There is quite a bit of evidence about best ways to convey risk information to help with policy or clinical decision making. Pictographs and bar graphs along with numbers and descriptions are considered best. Some emerging research suggests that some elements will help some patients more than others (for instance people with low numeracy).
Recently, Fagerlin, Zikmund-Fisher and Ubel published their decalogue of risk communication in the Journal of the National Cancer Institute. Their ten steps to better risk communication were:
- Use plain language to make written and verbal materials more understandable.
- Present data using absolute risks.
- Present information in pictographs if you are going to include graphs.
- Present data using frequencies.
- Use an incremental risk format to highlight how treatment changes risks from preexisting baseline levels.
- Be aware that the order in which risks and benefits are presented can affect risk perceptions.
- Consider using summary tables that include all of the risks and benefits for each treatment option.

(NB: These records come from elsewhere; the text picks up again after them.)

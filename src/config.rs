//! JSON show configuration.

use crate::audio::cue::{DEFAULT_VOLUME, InputEvent};
use crate::foundation::color::Rgba8;
use crate::foundation::core::{Fps, Viewport};
use crate::foundation::error::{HeartfieldError, HeartfieldResult};
use crate::render::backend::{RenderSettings, point_size_for};
use crate::targets::TextTargets;
use std::path::{Path, PathBuf};

/// Largest accepted viewport edge in pixels.
pub const MAX_VIEWPORT_EDGE: u32 = 16_384;

/// Everything that shapes a show. Every field has a default, so `{}` is a valid config.
#[derive(Clone, Debug, PartialEq, serde::Serialize, serde::Deserialize)]
#[serde(default, deny_unknown_fields)]
pub struct ShowConfig {
    pub viewport: Viewport,
    pub fps: Fps,
    pub particle_count: usize,
    /// Seed for every random draw in the show.
    pub seed: u64,
    pub color: Rgba8,
    pub background: Rgba8,
    pub label_text: String,
    pub caption_text: String,
    /// Preferred face for the text targets; any sans-serif face is the fallback.
    pub font_family: String,
    /// Extra directories scanned for `.ttf`/`.otf`/`.ttc` files.
    pub font_dirs: Vec<PathBuf>,
    pub audio: AudioConfig,
    /// Scripted gestures, in show seconds.
    pub gestures: Vec<GestureDef>,
}

impl Default for ShowConfig {
    fn default() -> Self {
        let text = TextTargets::default();
        Self {
            viewport: Viewport::default(),
            fps: Fps::default(),
            particle_count: 1400,
            seed: 0,
            color: Rgba8::rgb(0xee, 0x52, 0x82),
            background: Rgba8::rgb(0, 0, 0),
            label_text: text.label_text,
            caption_text: text.caption_text,
            font_family: "Arial".to_owned(),
            font_dirs: Vec::new(),
            audio: AudioConfig::default(),
            gestures: Vec::new(),
        }
    }
}

/// Soundtrack settings.
#[derive(Clone, Debug, PartialEq, serde::Serialize, serde::Deserialize)]
#[serde(default, deny_unknown_fields)]
pub struct AudioConfig {
    /// Audio file decoded through `ffmpeg` when the cue fires.
    pub source: Option<PathBuf>,
    /// Playback volume in `[0, 1]`.
    pub volume: f32,
}

impl Default for AudioConfig {
    fn default() -> Self {
        Self {
            source: None,
            volume: DEFAULT_VOLUME,
        }
    }
}

/// A gesture delivered at a fixed show time.
#[derive(Clone, Copy, Debug, PartialEq, serde::Serialize, serde::Deserialize)]
#[serde(deny_unknown_fields)]
pub struct GestureDef {
    pub at_secs: f64,
    #[serde(default = "default_gesture_kind")]
    pub kind: InputEvent,
}

fn default_gesture_kind() -> InputEvent {
    InputEvent::PointerDown
}

impl ShowConfig {
    /// Parse and validate a JSON document.
    pub fn from_json_str(s: &str) -> HeartfieldResult<Self> {
        let cfg: Self = serde_json::from_str(s)
            .map_err(|e| HeartfieldError::serde(format!("show config: {e}")))?;
        cfg.validate()?;
        Ok(cfg)
    }

    /// Read, parse and validate a JSON file.
    pub fn from_path(path: &Path) -> HeartfieldResult<Self> {
        use anyhow::Context as _;
        let text = std::fs::read_to_string(path)
            .with_context(|| format!("read show config '{}'", path.display()))?;
        Self::from_json_str(&text)
    }

    pub fn validate(&self) -> HeartfieldResult<()> {
        if self.particle_count == 0 {
            return Err(HeartfieldError::validation("particle_count must be > 0"));
        }
        Fps::new(self.fps.num, self.fps.den)?;
        if self.viewport.width > MAX_VIEWPORT_EDGE || self.viewport.height > MAX_VIEWPORT_EDGE {
            return Err(HeartfieldError::validation(format!(
                "viewport {}x{} exceeds {MAX_VIEWPORT_EDGE} px",
                self.viewport.width, self.viewport.height
            )));
        }
        if !self.audio.volume.is_finite() || !(0.0..=1.0).contains(&self.audio.volume) {
            return Err(HeartfieldError::validation(
                "audio.volume must be within [0, 1]",
            ));
        }
        if let Some(g) = self
            .gestures
            .iter()
            .find(|g| !g.at_secs.is_finite() || g.at_secs < 0.0)
        {
            return Err(HeartfieldError::validation(format!(
                "gesture time {} must be finite and >= 0",
                g.at_secs
            )));
        }
        Ok(())
    }

    pub fn text_targets(&self) -> TextTargets {
        TextTargets {
            label_text: self.label_text.clone(),
            caption_text: self.caption_text.clone(),
        }
    }

    pub fn render_settings(&self) -> RenderSettings {
        RenderSettings {
            clear_rgba: self.background,
            point_rgba: self.color,
            point_size: point_size_for(self.viewport),
        }
    }
}

#[cfg(test)]
#[path = "../tests/unit/config.rs"]
mod tests;
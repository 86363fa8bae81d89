//! CPU rasterization of the point cloud.

pub mod backend;
pub mod camera;
pub mod cpu;

pub use backend::{FrameRGBA, RenderSettings, point_size_for};
pub use camera::{PerspectiveCamera, Projected};
pub use cpu::PointRenderer;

- Recognize that comparative risk information (eg, what the average person’s risk is) is persuasive and not just informative.
- Consider presenting only the information that is most critical to the patients’ decision making, even at the expense of completeness.
- Repeatedly draw patients’ attention to the time interval over which a risk occurs.
Online software to create pictographs can therefore be quite handy. Some do so without resorting to giving each “person like you” an anthropomorphic shape .
Our favorite however, is one that shows the outcomes showing visual cues that are easily relatable, based on the iconic smiley face. We are impressed by Dr. Chris Cates’ Visual Rx tool, which is a free online tool that creates “smiley face plots” to depict the impact of a treatment on 100 people.